## EXERCISE OBJECTIVE
In the entries below, find every line holding the string "Option" and collect it.

Saved entries:
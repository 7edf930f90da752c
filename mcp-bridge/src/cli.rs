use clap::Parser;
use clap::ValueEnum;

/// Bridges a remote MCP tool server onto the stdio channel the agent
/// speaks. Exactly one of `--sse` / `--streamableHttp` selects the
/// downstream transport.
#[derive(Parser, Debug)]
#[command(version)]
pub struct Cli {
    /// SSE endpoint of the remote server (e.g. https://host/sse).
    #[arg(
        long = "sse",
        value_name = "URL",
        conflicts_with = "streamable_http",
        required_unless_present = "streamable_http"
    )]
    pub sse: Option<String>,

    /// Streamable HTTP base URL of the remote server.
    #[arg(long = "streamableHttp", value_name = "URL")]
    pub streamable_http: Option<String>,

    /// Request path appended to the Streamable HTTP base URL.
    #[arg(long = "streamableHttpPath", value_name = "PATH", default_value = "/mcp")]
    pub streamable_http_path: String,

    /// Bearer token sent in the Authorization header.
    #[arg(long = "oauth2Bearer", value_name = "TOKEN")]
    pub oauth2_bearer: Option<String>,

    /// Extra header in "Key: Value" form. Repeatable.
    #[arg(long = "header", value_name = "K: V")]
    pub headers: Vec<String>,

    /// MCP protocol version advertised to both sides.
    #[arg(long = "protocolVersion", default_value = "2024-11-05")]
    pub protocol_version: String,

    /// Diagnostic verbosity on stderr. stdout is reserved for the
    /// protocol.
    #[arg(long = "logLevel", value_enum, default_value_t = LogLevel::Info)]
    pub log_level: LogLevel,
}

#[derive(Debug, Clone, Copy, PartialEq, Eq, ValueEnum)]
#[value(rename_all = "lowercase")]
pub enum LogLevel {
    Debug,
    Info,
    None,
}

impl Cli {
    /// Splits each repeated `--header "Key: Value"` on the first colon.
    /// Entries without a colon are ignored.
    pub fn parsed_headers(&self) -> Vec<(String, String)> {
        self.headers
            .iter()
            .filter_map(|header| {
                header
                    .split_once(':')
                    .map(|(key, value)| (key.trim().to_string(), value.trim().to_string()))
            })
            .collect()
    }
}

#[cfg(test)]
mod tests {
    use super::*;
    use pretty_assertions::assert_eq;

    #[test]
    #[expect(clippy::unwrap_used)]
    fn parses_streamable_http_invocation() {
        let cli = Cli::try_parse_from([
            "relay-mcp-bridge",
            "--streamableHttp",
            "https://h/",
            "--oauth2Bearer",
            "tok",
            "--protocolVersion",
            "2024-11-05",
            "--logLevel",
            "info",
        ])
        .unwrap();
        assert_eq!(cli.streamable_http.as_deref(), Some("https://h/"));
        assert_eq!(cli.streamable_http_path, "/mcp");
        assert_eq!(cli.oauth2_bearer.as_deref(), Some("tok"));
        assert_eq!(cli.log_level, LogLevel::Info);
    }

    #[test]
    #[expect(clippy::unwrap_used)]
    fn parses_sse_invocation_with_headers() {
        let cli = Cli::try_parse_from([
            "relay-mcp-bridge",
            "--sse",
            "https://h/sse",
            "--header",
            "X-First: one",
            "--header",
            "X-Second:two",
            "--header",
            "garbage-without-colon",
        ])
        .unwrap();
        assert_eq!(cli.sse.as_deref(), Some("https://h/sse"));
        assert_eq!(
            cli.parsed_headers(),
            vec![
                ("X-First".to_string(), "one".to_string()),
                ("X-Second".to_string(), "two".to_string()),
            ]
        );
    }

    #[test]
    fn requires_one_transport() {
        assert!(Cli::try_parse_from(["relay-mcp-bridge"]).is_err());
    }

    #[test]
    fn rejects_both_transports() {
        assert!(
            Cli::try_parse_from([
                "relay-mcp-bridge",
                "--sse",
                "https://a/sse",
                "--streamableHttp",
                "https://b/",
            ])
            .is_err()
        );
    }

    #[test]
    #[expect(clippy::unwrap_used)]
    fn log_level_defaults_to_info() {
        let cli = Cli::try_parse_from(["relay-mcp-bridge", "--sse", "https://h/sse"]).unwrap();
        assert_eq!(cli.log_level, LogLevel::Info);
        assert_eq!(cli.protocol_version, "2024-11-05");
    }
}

## TASK OUTPUT
    pub sse: Option<String>,
    pub streamable_http: Option<String>,
    pub oauth2_bearer: Option<String>,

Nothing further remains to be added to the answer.